Dear Dr. Ptaszynski,

Thank you for the opportunity to revise our manuscript and the valuable feedback from you and the reviewers.

We have carefully considered all comments and suggestions and have revised the manuscript to meet the requirements of PLoS ONE. Below is a detailed point-by-point response to each of yours and the reviewers' comments. Changes made to the manuscript are highlighted in red for your reference.

Editor’s comments

1. Please ensure that your manuscript meets PLOS ONE's style requirements, including those for file naming.

Thank you for your feedback. We have carefully revised our manuscript to ensure that it fully complies with PLoS ONE's style requirements.

2. Thank you for stating the following financial disclosure:

China Scholarships Council, file NO. 202108210121. Please state what role the funders took in the study. If the funders had no role, please state: "The funders had no role in study design, data collection and analysis, decision to publish, or preparation of the manuscript." If this statement is not correct you must amend it as needed. Please include this amended Role of Funder statement in your cover letter; we will change the online submission form on your behalf. Please remove any funding-related text from the manuscript and let us know how you would like to update your Funding Statement. Currently, your Funding Statement reads as follows: China Scholarships Council, file NO. 202108210121.

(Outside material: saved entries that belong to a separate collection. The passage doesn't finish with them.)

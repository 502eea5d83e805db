use std::sync::{Arc, RwLock};

use secrecy::{ExposeSecret, Secret};

/// Aggregator API key pair held in memory.
///
/// The secret key is wrapped so it never shows up in debug output; the
/// plaintext lives only in the local configuration file.
#[derive(Clone)]
pub struct ApiCredentials {
    secret_id: String,
    secret_key: Secret<String>,
}

impl ApiCredentials {
    pub fn new(secret_id: impl Into<String>, secret_key: impl Into<String>) -> Self {
        Self {
            secret_id: secret_id.into(),
            secret_key: Secret::new(secret_key.into()),
        }
    }

    pub fn secret_id(&self) -> &str {
        &self.secret_id
    }

    pub fn secret_key(&self) -> &str {
        self.secret_key.expose_secret()
    }
}

/// Shared, process-wide store for the aggregator key pair.
#[derive(Clone, Default)]
pub struct CredentialStore {
    inner: Arc<RwLock<Option<ApiCredentials>>>,
}

impl CredentialStore {
    pub fn new() -> Self {
        Self::default()
    }

    pub fn set(&self, credentials: ApiCredentials) {
        let mut guard = self
            .inner
            .write()
            .unwrap_or_else(|poisoned| poisoned.into_inner());
        *guard = Some(credentials);
    }

    pub fn clear(&self) {
        let mut guard = self
            .inner
            .write()
            .unwrap_or_else(|poisoned| poisoned.into_inner());
        *guard = None;
    }

    pub fn is_configured(&self) -> bool {
        self.inner
            .read()
            .unwrap_or_else(|poisoned| poisoned.into_inner())
            .is_some()
    }

    pub fn current(&self) -> Option<ApiCredentials> {
        self.inner
            .read()
            .unwrap_or_else(|poisoned| poisoned.into_inner())
            .clone()
    }
}

#[cfg(test)]
mod tests {
    use super::*;

    #[test]
    fn store_starts_empty() {
        let store = CredentialStore::new();
        assert!(!store.is_configured());
        assert!(store.current().is_none());
    }

    #[test]
    fn set_and_clear() {
        let store = CredentialStore::new();
        store.set(ApiCredentials::new("id", "key"));
        assert!(store.is_configured());
        let current = store.current().expect("credentials set");
        assert_eq!(current.secret_id(), "id");
        assert_eq!(current.secret_key(), "key");

        store.clear();
        assert!(!store.is_configured());
    }
}
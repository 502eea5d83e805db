use saldo_domain::{LinkedAccount, Requisition};
use serde::{Deserialize, Serialize};

/// Contents of `banking-config.json`.
///
/// The file keeps camelCase keys so it stays readable next to the raw
/// aggregator payloads it mirrors.
#[derive(Debug, Clone, Default, Serialize, Deserialize)]
#[serde(rename_all = "camelCase")]
pub struct BankingConfig {
    #[serde(default)]
    pub secret_id: String,
    #[serde(default)]
    pub secret_key: String,
    #[serde(default)]
    pub linked_accounts: Vec<LinkedAccount>,
    #[serde(default)]
    pub requisitions: Vec<Requisition>,
}

impl BankingConfig {
    pub fn has_credentials(&self) -> bool {
        !self.secret_id.is_empty() && !self.secret_key.is_empty()
    }

    pub fn set_credentials(&mut self, secret_id: impl Into<String>, secret_key: impl Into<String>) {
        self.secret_id = secret_id.into();
        self.secret_key = secret_key.into();
    }

    /// Clears the key pair together with every record that depends on it.
    pub fn remove_credentials(&mut self) {
        self.secret_id.clear();
        self.secret_key.clear();
        self.linked_accounts.clear();
        self.requisitions.clear();
    }

    /// Inserts a linked account, replacing any existing entry with the same
    /// provider account id.
    pub fn upsert_linked_account(&mut self, account: LinkedAccount) {
        match self
            .linked_accounts
            .iter_mut()
            .find(|existing| existing.provider_account_id == account.provider_account_id)
        {
            Some(existing) => *existing = account,
            None => self.linked_accounts.push(account),
        }
    }

    pub fn remove_linked_account(&mut self, provider_account_id: &str) -> bool {
        let before = self.linked_accounts.len();
        self.linked_accounts
            .retain(|account| account.provider_account_id != provider_account_id);
        self.linked_accounts.len() != before
    }

    pub fn push_requisition(&mut self, requisition: Requisition) {
        self.requisitions.push(requisition);
    }

    pub fn requisition_mut(&mut self, id: &str) -> Option<&mut Requisition> {
        self.requisitions
            .iter_mut()
            .find(|requisition| requisition.id == id)
    }
}

#[cfg(test)]
mod tests {
    use super::*;
    use chrono::Utc;
    use saldo_domain::RequisitionStatus;

    fn linked(provider_account_id: &str, institution_name: &str) -> LinkedAccount {
        LinkedAccount {
            provider_account_id: provider_account_id.into(),
            requisition_id: "req-1".into(),
            institution_name: institution_name.into(),
            institution_logo: String::new(),
            iban: String::new(),
            owner_name: String::new(),
            currency: "EUR".into(),
            product: String::new(),
            linked_at: Utc::now(),
        }
    }

    #[test]
    fn upsert_replaces_existing_entry() {
        let mut config = BankingConfig::default();
        config.upsert_linked_account(linked("acc-1", "Intesa"));
        config.upsert_linked_account(linked("acc-1", "Intesa Sanpaolo"));

        assert_eq!(config.linked_accounts.len(), 1);
        assert_eq!(config.linked_accounts[0].institution_name, "Intesa Sanpaolo");
    }

    #[test]
    fn remove_credentials_cascades() {
        let mut config = BankingConfig::default();
        config.set_credentials("id", "key");
        config.upsert_linked_account(linked("acc-1", "Intesa"));
        config.push_requisition(Requisition {
            id: "req-1".into(),
            institution_id: "INTESA_IT".into(),
            link: "https://example.com/auth".into(),
            status: RequisitionStatus::Created,
            created_at: Utc::now(),
        });

        config.remove_credentials();

        assert!(!config.has_credentials());
        assert!(config.linked_accounts.is_empty());
        assert!(config.requisitions.is_empty());
    }
}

We note that you have provided funding information that is not currently declared in your Funding Statement. However, funding information should not appear in the Acknowledgments section or other areas of your manuscript. We will only publish funding information present in the Funding Statement section of the online submission form. Please include your amended statements within your cover letter; we will change the online submission form on your behalf.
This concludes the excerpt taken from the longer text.